Task input:
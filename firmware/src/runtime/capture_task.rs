use embassy_stm32::exti::ExtiInput;
use embassy_time::Instant;
use indicator_core::capture::{Edge, PulseCapture};
use indicator_core::config::PulseBand;

use super::SAMPLES;
use crate::clock::{micros, millis};

/// Edge handler: timestamps every transition and publishes in-band widths.
#[embassy_executor::task]
pub async fn run(mut input: ExtiInput<'static>, band: PulseBand) -> ! {
    let mut capture = PulseCapture::new(band);
    loop {
        input.wait_for_any_edge().await;
        let now = Instant::now();
        let edge = Edge::from_level(input.is_high());
        capture.on_edge(edge, micros(now), millis(now), &SAMPLES);
    }
}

Description of the task: Could you reproduce the data above exactly as given?

Exercise result:
filename firmware/src/runtime/capture_task.rs
use embassy_stm32::exti::ExtiInput;
use embassy_time::Instant;
use indicator_core::capture::{Edge, PulseCapture};
use indicator_core::config::PulseBand;

use super::SAMPLES;
use crate::clock::{micros, millis};

/// Edge handler: timestamps every transition and publishes in-band widths.
#[embassy_executor::task]
pub async fn run(mut input: ExtiInput<'static>, band: PulseBand) -> ! {
    let mut capture = PulseCapture::new(band);
    loop {
        input.wait_for_any_edge().await;
        let now = Instant::now();
        let edge = Edge::from_level(input.is_high());
        capture.on_edge(edge, micros(now), millis(now), &SAMPLES);
    }
}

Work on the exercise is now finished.